Julia Roberts, Owen Wilson & Jacob Tremblay
Based on the New York Times bestselling book, Wonder has so many rich themes that resonated with families all over. From shifting perspectives, to bullying, the balance of a family dynamic and interacting with those who look different from us, the story about a kid with facial differences about to enter the fifth grade become personal. Risen talked with Academy Award winner Julia Roberts, Oscar nominated actor Owen Wilson and eleven-year old Jacob Tremblay about meeting kids with facial differences, loving families and not playing favorites.
Interviewed for Risen Magazine in London, England
Risen Magazine: Julia, you read the book with your kids. What conversations did it create?
Julia Roberts: I read it myself and was so taken, that I came back from the trip I read it on and it became our night time book to read before bed. It’s interesting because the three of them, I have two boys and a girl, and they often will like a book in different ways. This was something that just had everyone absolutely captivated.
RM: Jacob, you morphed into this character physically. What was it like getting into the make-up and prosthetics?
Jacob Tremblay: I was in the make-up chair for two hours, and to take it off took a half hour. There were a bunch of different pieces – a neck piece, a face piece, and a helmet that was connected to a mechanism pulled down my lower eyelids. I had contact lenses and dentures, and then a wig.
RM: You actually met with kids that had facial differences and kept a journal. What was that experience like?
JT: It was really nice to meet all these kids.
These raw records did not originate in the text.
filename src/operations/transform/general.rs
use crate::error::{MatrixError, Result};
use crate::math::{ops, Matrix};

use super::TranslationMatrix;

/// Composes matrices left to right into a single transform `M0 · M1 · … · Mn`.
///
/// The rightmost matrix is applied first when the result multiplies a column
/// vector. An empty slice yields the 3x3 identity.
///
/// # Errors
///
/// Returns [`MatrixError::DimensionMismatch`] if two neighbours cannot be
/// multiplied.
pub fn compose(matrices: &[&Matrix]) -> Result<Matrix> {
    let Some((first, rest)) = matrices.split_first() else {
        return Ok(Matrix::identity(3));
    };
    rest.iter()
        .try_fold((*first).clone(), |acc, m| ops::multiply(&acc, m))
}

/// Conjugates `op` by a translation so it acts about `(pivot_x, pivot_y)`.
///
/// Builds `T(pivot) · op · T(-pivot)`: move the pivot to the origin, apply
/// `op`, move back.
///
/// # Errors
///
/// Returns [`MatrixError::DimensionMismatch`] unless `op` is 3x3.
pub fn about_pivot(op: &Matrix, pivot_x: f64, pivot_y: f64) -> Result<Matrix> {
    if op.shape() != (3, 3) {
        return Err(MatrixError::DimensionMismatch {
            operation: "pivot composition",
            left: op.shape(),
            right: (3, 3),
        }
        .into());
    }
    Ok(pivoted(op, pivot_x, pivot_y))
}

/// [`about_pivot`] for an operator already known to be 3x3.
pub(crate) fn pivoted(op: &Matrix, pivot_x: f64, pivot_y: f64) -> Matrix {
    let t_neg = TranslationMatrix::new(-pivot_x, -pivot_y);
    let t_pos = TranslationMatrix::new(pivot_x, pivot_y);
    ops::product(&ops::product(&t_pos, op), &t_neg)
}
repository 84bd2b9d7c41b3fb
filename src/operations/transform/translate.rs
use crate::math::Matrix;

use super::impl_transform_matrix;

/// Translation by `(tx, ty)` in homogeneous coordinates.
///
/// ```text
/// | 1 0 tx |
/// | 0 1 ty |
/// | 0 0 1  |
/// ```
#[derive(Debug, Clone, PartialEq)]
pub struct TranslationMatrix(Matrix);

impl TranslationMatrix {
    /// Creates a new translation matrix.
    #[must_use]
    pub fn new(tx: f64, ty: f64) -> Self {
        #[rustfmt::skip]
        let elements = [
            1.0, 0.0, tx,
            0.0, 1.0, ty,
            0.0, 0.0, 1.0,
        ];
        Self(Matrix::new(3, 3, &elements))
    }
}

impl_transform_matrix!(TranslationMatrix);
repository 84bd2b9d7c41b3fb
pub mod transform;
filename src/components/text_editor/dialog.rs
// 文本编辑对话框渲染组件

use gpui::*;
use gpui_component::input::Input;
use gpui_component::ActiveTheme;

use crate::i18n;

use super::state::{save_text_editor, TextEditorDialogState};

/// 渲染文本编辑对话框覆盖层
pub fn render_text_editor_overlay(
    state: Entity<TextEditorDialogState>,
    cx: &App,
) -> impl IntoElement {
    let state_read = state.read(cx);
    let lang = state_read.lang.clone();
    let title = state_read.title();
    let text_input = state_read.text_input.clone();
    let is_loading = state_read.is_loading();
    let is_external = state_read.is_external();
    let is_failed = state_read.is_failed();
    let is_fetching = state_read.is_fetching();
    let is_writing = state_read.is_writing();
    let accepts_input = state_read.accepts_input();
    let watched_path = state_read
        .controller()
        .watched_path()
        .map(|p| p.display().to_string());

    let state_cancel = state.clone();
    let state_reset = state.clone();
    let state_save = state.clone();

    let bg_color = cx.theme().popover;
    let border_color = cx.theme().border;
    let foreground = cx.theme().foreground;
    let muted_foreground = cx.theme().muted_foreground;
    let danger = cx.theme().danger;

    // 内容区域：加载中 / 外置编辑提示 / 加载失败 / 文本框
    let body = if is_fetching {
        div()
            .text_sm()
            .text_color(muted_foreground)
            .child(i18n::t(&lang, "common.loading"))
            .into_any_element()
    } else if is_external {
        div()
            .flex()
            .flex_col()
            .gap_2()
            .child(
                div()
                    .text_sm()
                    .text_color(foreground)
                    .child(i18n::t(&lang, "editor.external.notice")),
            )
            .children(watched_path.map(|path| {
                div()
                    .text_xs()
                    .text_color(muted_foreground)
                    .child(format!("{}: {}", i18n::t(&lang, "editor.external.local_copy"), path))
            }))
            .into_any_element()
    } else if is_failed {
        div()
            .text_sm()
            .text_color(danger)
            .child(i18n::t(&lang, "editor.load_failed"))
            .into_any_element()
    } else if let Some(input) = &text_input {
        Input::new(input).into_any_element()
    } else {
        div()
            .text_sm()
            .text_color(muted_foreground)
            .child(i18n::t(&lang, "common.loading"))
            .into_any_element()
    };

    // 只有本地编辑且空闲时可保存 / 重置，写入未完成时不可取消
    let actions_disabled = !accepts_input;

    div()
        .id("text-editor-dialog-overlay")
        .absolute()
        .top_0()
        .left_0()
        .size_full()
        .bg(gpui::black().opacity(0.5))
        .flex()
        .items_center()
        .justify_center()
        .on_mouse_down(MouseButton::Left, move |_, _, cx| {
            cx.stop_propagation();
        })
        .child(
            div()
                .w(px(760.))
                .max_h(px(640.))
                .bg(bg_color)
                .rounded_lg()
                .border_1()
                .border_color(border_color)
                .p_6()
                .flex()
                .flex_col()
                .gap_4()
                // 标题
                .child(
                    div()
                        .text_lg()
                        .font_weight(FontWeight::BOLD)
                        .text_color(foreground)
                        .truncate()
                        .child(title),
                )
                .child(
                    div()
                        .id("text-editor-body")
                        .flex_1()
                        .overflow_y_scroll()
                        .child(body),
                )
                // 底部按钮
                .child(
                    div()
                        .flex()
                        .justify_end()
                        .gap_3()
                        .pt_2()
                        // 取消按钮
                        .child({
                            let cancel_btn = div()
                                .id("text-editor-cancel-btn")
                                .px_4()
                                .py_2()
                                .bg(cx.theme().secondary)
                                .rounded_md()
                                .child(
                                    div()
                                        .text_sm()
                                        .text_color(foreground)
                                        .child(i18n::t(&lang, "common.cancel")),
                                );

                            if is_writing {
                                cancel_btn.opacity(0.6)
                            } else {
                                cancel_btn
                                    .cursor_pointer()
                                    .hover(move |s| s.bg(cx.theme().secondary_hover))
                                    .on_click(move |_, _, cx| {
                                        state_cancel.update(cx, |s, cx| {
                                            s.cancel();
                                            cx.notify();
                                        });
                                    })
                            }
                        })
                        // 重置按钮
                        .child({
                            let reset_btn = div()
                                .id("text-editor-reset-btn")
                                .px_4()
                                .py_2()
                                .bg(cx.theme().secondary)
                                .rounded_md()
                                .child(
                                    div()
                                        .text_sm()
                                        .text_color(foreground)
                                        .child(i18n::t(&lang, "editor.reset")),
                                );

                            if actions_disabled {
                                reset_btn.opacity(0.6)
                            } else {
                                reset_btn
                                    .cursor_pointer()
                                    .hover(move |s| s.bg(cx.theme().secondary_hover))
                                    .on_click(move |_, _, cx| {
                                        state_reset.update(cx, |s, cx| {
                                            s.reset();
                                            cx.notify();
                                        });
                                    })
                            }
                        })
                        // 保存按钮
                        .child({
                            let save_btn = div()
                                .id("text-editor-save-btn")
                                .px_4()
                                .py_2()
                                .bg(cx.theme().primary)
                                .rounded_md()
                                .child(
                                    div()
                                        .text_sm()
                                        .text_color(cx.theme().primary_foreground)
                                        .child(if is_loading {
                                            i18n::t(&lang, "common.loading")
                                        } else {
                                            i18n::t(&lang, "common.save")
                                        }),
                                );

                            if actions_disabled {
                                save_btn.opacity(0.6)
                            } else {
                                save_btn
                                    .cursor_pointer()
                                    .hover(move |s| s.bg(cx.theme().primary_hover))
                                    .on_click(move |_, _, cx| {
                                        save_text_editor(state_save.clone(), cx);
                                    })
                            }
                        }),
                ),
        )
}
I got to go to a retreat where children and families affected by facial differences get together and have a good time. So I got to go there and I made a lot of friends. We found a group of children with facial differences in SickKids Hospital in Toronto, so I sent them a video asking them if they could send me any letters, or stories, or anything they wanted me to know. So I got back a lot of letters, and I put them in a binder, and then I read that binder before I did my scenes.
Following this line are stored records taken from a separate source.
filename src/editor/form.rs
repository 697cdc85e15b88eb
// 编辑表单：字段值、初始值与校验规则

/// 文本字段名
pub const TEXT_FIELD: &str = "text";

/// 字段校验规则
#[derive(Debug, Clone, PartialEq, Eq)]
pub enum FieldRule {
    /// 不能为空（忽略空白）
    Required,
    /// 内容字节数上限
    MaxBytes(u64),
}

impl FieldRule {
    fn check(&self, value: &str) -> Result<(), String> {
        match self {
            FieldRule::Required => {
                if value.trim().is_empty() {
                    Err("This field is required".to_string())
                } else {
                    Ok(())
                }
            }
            FieldRule::MaxBytes(limit) => {
                if value.len() as u64 > *limit {
                    Err(format!("Content exceeds {} bytes", limit))
                } else {
                    Ok(())
                }
            }
        }
    }
}

#[derive(Debug, Clone)]
struct FormField {
    name: String,
    initial: String,
    value: String,
    rules: Vec<FieldRule>,
    error: Option<String>,
}

/// 校验通过后的字段值
#[derive(Debug, Clone, Default, PartialEq, Eq)]
pub struct FormValues {
    values: Vec<(String, String)>,
}

impl FormValues {
    pub fn get(&self, name: &str) -> Option<&str> {
        self.values
            .iter()
            .find(|(n, _)| n == name)
            .map(|(_, v)| v.as_str())
    }
}

/// 单个字段的校验错误
#[derive(Debug, Clone, PartialEq, Eq)]
pub struct FieldError {
    pub field: String,
    pub message: String,
}

/// 校验失败结果
#[derive(Debug, Clone, PartialEq, Eq)]
pub struct FormErrors {
    /// 第一个未通过校验的字段（UI 用于聚焦）
    pub first_invalid: String,
    pub errors: Vec<FieldError>,
}

/// 编辑表单
#[derive(Debug, Clone, Default)]
pub struct EditorForm {
    fields: Vec<FormField>,
}

impl EditorForm {
    pub fn new() -> Self {
        Self::default()
    }

    /// 注册字段，同名字段会被替换
    pub fn register(&mut self, name: &str, initial: impl Into<String>, rules: Vec<FieldRule>) {
        let initial = initial.into();
        let field = FormField {
            name: name.to_string(),
            value: initial.clone(),
            initial,
            rules,
            error: None,
        };
        match self.fields.iter_mut().find(|f| f.name == name) {
            Some(existing) => *existing = field,
            None => self.fields.push(field),
        }
    }

    fn field_mut(&mut self, name: &str) -> Option<&mut FormField> {
        self.fields.iter_mut().find(|f| f.name == name)
    }

    /// 修改字段当前值，字段未注册时返回 false
    pub fn set_value(&mut self, name: &str, value: impl Into<String>) -> bool {
        match self.field_mut(name) {
            Some(field) => {
                field.value = value.into();
                field.error = None;
                true
            }
            None => false,
        }
    }

    /// 设置初始值并同步当前值（加载完成后调用）
    pub fn set_initial(&mut self, name: &str, value: impl Into<String>) {
        if let Some(field) = self.field_mut(name) {
            let value = value.into();
            field.value = value.clone();
            field.initial = value;
            field.error = None;
        }
    }

    pub fn value(&self, name: &str) -> Option<&str> {
        self.fields
            .iter()
            .find(|f| f.name == name)
            .map(|f| f.value.as_str())
    }

    pub fn error(&self, name: &str) -> Option<&str> {
        self.fields
            .iter()
            .find(|f| f.name == name)
            .and_then(|f| f.error.as_deref())
    }

    /// 所有字段恢复为初始值
    pub fn reset_fields(&mut self) {
        for field in &mut self.fields {
            field.value = field.initial.clone();
            field.error = None;
        }
    }

    pub fn is_dirty(&self) -> bool {
        self.fields.iter().any(|f| f.value != f.initial)
    }

    /// 校验全部字段
    pub fn validate(&mut self) -> Result<FormValues, FormErrors> {
        let mut errors = Vec::new();

        for field in &mut self.fields {
            field.error = field
                .rules
                .iter()
                .find_map(|rule| rule.check(&field.value).err());
            if let Some(message) = &field.error {
                errors.push(FieldError {
                    field: field.name.clone(),
                    message: message.clone(),
                });
            }
        }

        if let Some(first) = errors.first() {
            return Err(FormErrors {
                first_invalid: first.field.clone(),
                errors,
            });
        }

        Ok(FormValues {
            values: self
                .fields
                .iter()
                .map(|f| (f.name.clone(), f.value.clone()))
                .collect(),
        })
    }
}

#[cfg(test)]
mod tests {
    use super::*;

    #[test]
    fn test_set_initial_and_reset() {
        let mut form = EditorForm::new();
        form.register(TEXT_FIELD, "", vec![]);
        form.set_initial(TEXT_FIELD, "hello");
        assert!(!form.is_dirty());

        assert!(form.set_value(TEXT_FIELD, "changed"));
        assert!(form.is_dirty());
        assert_eq!(form.value(TEXT_FIELD), Some("changed"));

        form.reset_fields();
        assert_eq!(form.value(TEXT_FIELD), Some("hello"));
        assert!(!form.is_dirty());
    }

    #[test]
    fn test_unknown_field() {
        let mut form = EditorForm::new();
        assert!(!form.set_value("missing", "x"));
        assert_eq!(form.value("missing"), None);
    }

    #[test]
    fn test_validate_max_bytes() {
        let mut form = EditorForm::new();
        form.register(TEXT_FIELD, "", vec![FieldRule::MaxBytes(4)]);

        form.set_value(TEXT_FIELD, "12345");
        let errors = form.validate().unwrap_err();
        assert_eq!(errors.first_invalid, TEXT_FIELD);
        assert!(form.error(TEXT_FIELD).is_some());

        form.set_value(TEXT_FIELD, "1234");
        assert!(form.error(TEXT_FIELD).is_none());
        let values = form.validate().unwrap();
        assert_eq!(values.get(TEXT_FIELD), Some("1234"));
    }

    #[test]
    fn test_validate_reports_first_invalid_in_order() {
        let mut form = EditorForm::new();
        form.register("title", "", vec![FieldRule::Required]);
        form.register(TEXT_FIELD, "", vec![FieldRule::Required]);

        let errors = form.validate().unwrap_err();
        assert_eq!(errors.first_invalid, "title");
        assert_eq!(errors.errors.len(), 2);
    }

    #[test]
    fn test_empty_text_is_valid_without_required() {
        let mut form = EditorForm::new();
        form.register(TEXT_FIELD, "", vec![FieldRule::MaxBytes(10)]);
        assert_eq!(form.validate().unwrap().get(TEXT_FIELD), Some(""));
    }
}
RM: Growing up with siblings, how did your parents give you individual attention or how are you doing it in your own family now?
Owen Wilson: Well, you don’t want to play favorites.
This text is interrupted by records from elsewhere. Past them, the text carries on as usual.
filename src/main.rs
// ShellEdit - 本地 / 远程文件编辑器
// 应用入口

// Windows 下 release 模式隐藏终端窗口
#![cfg_attr(not(debug_assertions), windows_subsystem = "windows")]

use std::sync::Arc;

use clap::Parser;
use gpui::*;
use gpui_component::Root;
use tracing::{info, warn};

use shelledit::cli::Cli;
use shelledit::components::text_editor::TextEditorDialogState;
use shelledit::editor::{
    ChannelReporter, EditorCallbacks, EditorOptions, EditorServices, TextEditorController,
    TextEditorProps,
};
use shelledit::pages::EditorPage;
use shelledit::services::fs::LocalFs;
use shelledit::services::sftp::SshSftpConnector;
use shelledit::services::storage;
use shelledit::ssh::SshManager;

fn main() -> anyhow::Result<()> {
    // 初始化日志系统
    // 可以通过 RUST_LOG 环境变量控制日志级别，例如：RUST_LOG=debug cargo run
    tracing_subscriber::fmt()
        .with_env_filter(
            tracing_subscriber::EnvFilter::from_default_env()
                .add_directive(tracing::Level::INFO.into()),
        )
        .with_target(false) // 不显示 target（模块路径）
        .init();

    let cli = Cli::parse();

    let mut settings = storage::load_settings().unwrap_or_else(|e| {
        warn!("[App] 读取设置失败，使用默认设置: {:#}", e);
        Default::default()
    });
    // 首次运行写入默认设置，方便用户修改
    if matches!(storage::get_settings_file(), Ok(path) if !path.exists()) {
        if let Err(e) = storage::save_settings(&settings) {
            warn!("[App] 保存默认设置失败: {:#}", e);
        }
    }
    let plan = cli.resolve(&mut settings)?;
    info!("[App] Editing {}", plan.file.resolved_path());

    let (reporter, errors) = ChannelReporter::new();

    let services = EditorServices {
        fs: Arc::new(LocalFs::new(settings.editor.external_editor())),
        // 本地文件不会发起连接
        sftp: Arc::new(SshSftpConnector::new(
            plan.ssh.clone().unwrap_or_default(),
            plan.session_id.clone(),
        )),
        reporter: Arc::new(reporter),
    };
    let callbacks = EditorCallbacks {
        after_write: Box::new(|| info!("[App] File saved")),
        on_close: Box::new(|| info!("[App] Editor closed")),
    };
    let options = EditorOptions::from_settings(&settings.editor, plan.session_id.clone());
    let controller = TextEditorController::new(
        TextEditorProps {
            file: plan.file,
            visible: true,
        },
        services,
        callbacks,
        options,
    );

    let app = Application::new().with_assets(gpui_component_assets::Assets);

    app.run(move |cx: &mut App| {
        // 初始化 gpui-component 组件库（必须在使用任何组件之前调用）
        gpui_component::init(cx);

        // 根据保存的设置初始化主题模式
        shelledit::theme::apply_mode(&settings.theme.mode, cx);
        shelledit::theme::init(cx);

        let lang = settings.theme.language.clone();
        let dialog = cx.new(|_| TextEditorDialogState::new(controller, lang));

        // 初始化全局快捷键（Cmd+Q / Cmd+S / Esc）
        shelledit::keybindings::init(cx, &dialog);

        // 退出前断开 SSH 连接
        cx.on_app_quit(|_| async {
            let _ = SshManager::global()
                .run(SshManager::global().close_all())
                .await;
        })
        .detach();

        let bounds = Bounds::centered(None, size(px(900.), px(720.)), cx);
        let window = cx.open_window(
            WindowOptions {
                window_bounds: Some(WindowBounds::Windowed(bounds)),
                ..Default::default()
            },
            |window, cx| {
                let view = cx.new(|cx| EditorPage::new(dialog, errors, cx));
                // 使用 Root 包装视图，这是 gpui-component 的要求
                cx.new(|cx| Root::new(view, window, cx))
            },
        );

        if let Err(e) = window {
            tracing::error!("[App] Failed to open window: {}", e);
            cx.quit();
            return;
        }

        cx.activate(true);
    });

    Ok(())
}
JR: Well, you don’t want the ones that aren’t being favored to know. [Laugher] That’s really the key. But I kind of make that a joke because with three kids, you can’t divide yourself by three. So, I’ll say, “I don’t have any favorites.” [At the same time pointing and mouthing you’re my favorite] And I’ll do it to all three of them. As a parent, I think the best thing you can let your kids know is you are doing the best you can.
RM: It’s so refreshing to see a family that loves each other on screen.
OW: There was one day before we went up to Vancouver where Julia had everyone over and I think meeting her family, and seeing her as a mom, I think all of that stuff helped.